|
1、骨ホメオスタシスを担うプロモーターの同定
オステオポンチン遺伝子転写開始点より5505bpにGFP cDNAを連結したトランスジーンを有するトランスジェニックマウスの骨細胞は力学的負荷、卵巣摘除によってGFPを発現していた。しかし、オステオポンチン遺伝子転写開始点より3156bpを連結した場合、GFPの発現は認められなかった。

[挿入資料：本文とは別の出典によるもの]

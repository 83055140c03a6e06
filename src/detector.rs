// 该文件是 Capcheck （瓶盖质检） 项目的一部分。
// src/detector.rs - 瓶盖缺陷检测器
//
// 本文件根据 Apache 许可证第 2.0 版（以下简称“许可证”）授权使用；
// 除非遵守该许可证条款，否则您不得使用本文件。
// 您可通过以下网址获取许可证副本：
// http://www.apache.org/licenses/LICENSE-2.0
// 除非适用法律要求或书面同意，根据本许可协议分发的软件均按“原样”提供，
// 不附带任何形式的明示或暗示的保证或条件。
// 有关许可权限与限制的具体条款，请参阅本许可协议。
//
// Copyright (C) 2026 Johann Li <me@qinka.pro>, Wareless Group

use std::fmt::Display;

use ab_glyph::InvalidFont;
use thiserror::Error;
use tracing::{debug, warn};

use crate::{
  config::DEFAULT_CUTOFF,
  frame::Frame,
  model::{DefectLabel, DetectItem, DetectResult, Model},
  output::draw::Draw,
};

/// 像素坐标系下的边界框，四个坐标都落在帧内
#[derive(Debug, Clone, Copy, PartialEq, Eq)]
pub struct BoundingBox {
  pub x_min: i32,
  pub y_min: i32,
  pub x_max: i32,
  pub y_max: i32,
}

impl BoundingBox {
  /// 由归一化坐标换算，左上取下整，右下取上整，并截断到帧内
  pub fn from_normalized(bbox: &[f32; 4], width: u32, height: u32) -> Self {
    let max_x = width.saturating_sub(1) as i32;
    let max_y = height.saturating_sub(1) as i32;
    let to_px = |v: f32, scale: u32, upper: i32, round: fn(f32) -> f32| -> i32 {
      let v = if v.is_finite() { v } else { 0.0 };
      (round(v * scale as f32) as i32).clamp(0, upper)
    };

    let x0 = to_px(bbox[0].min(bbox[2]), width, max_x, f32::floor);
    let y0 = to_px(bbox[1].min(bbox[3]), height, max_y, f32::floor);
    let x1 = to_px(bbox[0].max(bbox[2]), width, max_x, f32::ceil);
    let y1 = to_px(bbox[1].max(bbox[3]), height, max_y, f32::ceil);

    Self {
      x_min: x0,
      y_min: y0,
      x_max: x1,
      y_max: y1,
    }
  }

  pub fn contains(&self, x: i32, y: i32) -> bool {
    x >= self.x_min && x <= self.x_max && y >= self.y_min && y <= self.y_max
  }
}

/// 单个检测结果
#[derive(Debug, Clone, PartialEq)]
pub struct Detection {
  /// 边界框
  pub bbox: BoundingBox,
  /// 置信度，范围 [0, 1]
  pub confidence: f32,
  /// 缺陷类别
  pub kind: DefectLabel,
}

/// 一帧的检测汇总
#[derive(Debug, Clone, PartialEq, Default)]
pub struct DetectionOutcome {
  pub any_defect: bool,
  pub max_confidence: f32,
  pub detections: Vec<Detection>,
  /// 推理失败时的错误描述，此时其余字段为空结果
  pub failure: Option<String>,
}

impl DetectionOutcome {
  pub fn empty() -> Self {
    Self::default()
  }

  pub fn failed(reason: impl Into<String>) -> Self {
    Self {
      failure: Some(reason.into()),
      ..Self::default()
    }
  }

  /// 由已过滤的检测结果构造，列表非空即视为有缺陷
  pub fn from_detections(detections: Vec<Detection>) -> Self {
    let any_defect = !detections.is_empty();
    let max_confidence = detections
      .iter()
      .map(|d| d.confidence)
      .fold(0.0f32, f32::max);

    Self {
      any_defect,
      max_confidence,
      detections,
      failure: None,
    }
  }

  pub fn is_failure(&self) -> bool {
    self.failure.is_some()
  }
}

/// 缺陷检测能力
///
/// 每种产品各自实现，检测与标注都不改变检测器状态。
pub trait DefectDetector {
  /// 推理并按固定阈值过滤，失败时返回带 `failure` 的空结果
  fn detect(&self, frame: &Frame) -> DetectionOutcome;
  /// 在帧上绘制检测框与标签，不再做任何过滤
  fn annotate(&self, frame: Frame, detections: &[Detection]) -> Frame;
}

#[derive(Error, Debug)]
pub enum DetectorError {
  #[error("字体加载失败: {0}")]
  FontError(#[from] InvalidFont),
}

/// 瓶盖缺陷检测器
pub struct BottleCapDetector<M> {
  model: M,
  cutoff: f32,
  draw: Draw<'static>,
}

impl<M> BottleCapDetector<M> {
  pub fn new(model: M) -> Result<Self, DetectorError> {
    Self::with_cutoff(model, DEFAULT_CUTOFF)
  }

  pub fn with_cutoff(model: M, cutoff: f32) -> Result<Self, DetectorError> {
    Ok(Self {
      model,
      cutoff: cutoff.clamp(0.0, 1.0),
      draw: Draw::embedded()?,
    })
  }

  pub fn cutoff(&self) -> f32 {
    self.cutoff
  }

  fn to_detection(&self, item: &DetectItem<DefectLabel>, frame: &Frame) -> Option<Detection> {
    if !(0.0..=1.0).contains(&item.score) {
      warn!("丢弃置信度越界的结果: {}", item.score);
      return None;
    }
    if item.score <= self.cutoff {
      return None;
    }

    Some(Detection {
      bbox: BoundingBox::from_normalized(&item.bbox, frame.width(), frame.height()),
      confidence: item.score,
      kind: item.kind,
    })
  }
}

impl<M, E> DefectDetector for BottleCapDetector<M>
where
  M: Model<Input = Frame, Output = DetectResult<DefectLabel>, Error = E>,
  E: Display,
{
  fn detect(&self, frame: &Frame) -> DetectionOutcome {
    let now = std::time::Instant::now();
    let result = match self.model.infer(frame) {
      Ok(result) => result,
      Err(e) => {
        warn!("推理失败: {}", e);
        return DetectionOutcome::failed(e.to_string());
      }
    };
    debug!("推理完成，耗时: {:.2?}，原始结果 {} 个", now.elapsed(), result.items.len());

    let detections = result
      .items
      .iter()
      .filter_map(|item| self.to_detection(item, frame))
      .collect();

    DetectionOutcome::from_detections(detections)
  }

  fn annotate(&self, mut frame: Frame, detections: &[Detection]) -> Frame {
    self.draw.draw_detections(&mut frame, detections);
    frame
  }
}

したがって、オステオポンチン遺伝子上流域-3156と-5505の間にメカニカルストレス対応部位、およびエステロゲンレベルの減少に対応した部位があることが証明された。
2、培養細胞レベルでの解析
新生児トランスジェニックマウスの頭蓋骨より骨芽細胞系細胞を分離し、初代培養を行った。この細胞はメカニカルストレスに対応してGFPを発現した。さらにこの細胞にさまざまな長さのオステオポンチンプロモーターを連結したルシフェラーゼcDNAを導入し、メカニカルストレスに対応してルシフェラーゼの活性変動を測定したところ、-3983と-3156の間にメカニカルストレス対応部位があることが判明した。しかしながら、-3983から-3156のみをβ-アクチンプロモーターに連結してもメカニカルストレスに対応したルシフェラーゼ活性の上昇は認められず、-3983から-3156の間のプロモーターが効果を発揮するのは-910から-1の基本転写活性領域が必要であることが判明した。
3、Truncatedオステオポンチン遺伝子の生体に与える影響
オステオポンチン遺伝子cDNAを改変し、カルシウム結合領域、あるいは細胞接着領域を欠失させた。この遺伝子をオステオポンチン遺伝子ノックアウトマウスに導入したところ、著しい骨密度の低下を認めた。
特に細胞接着領域の欠損マウスに骨の矮小化を含む症状を認めた
|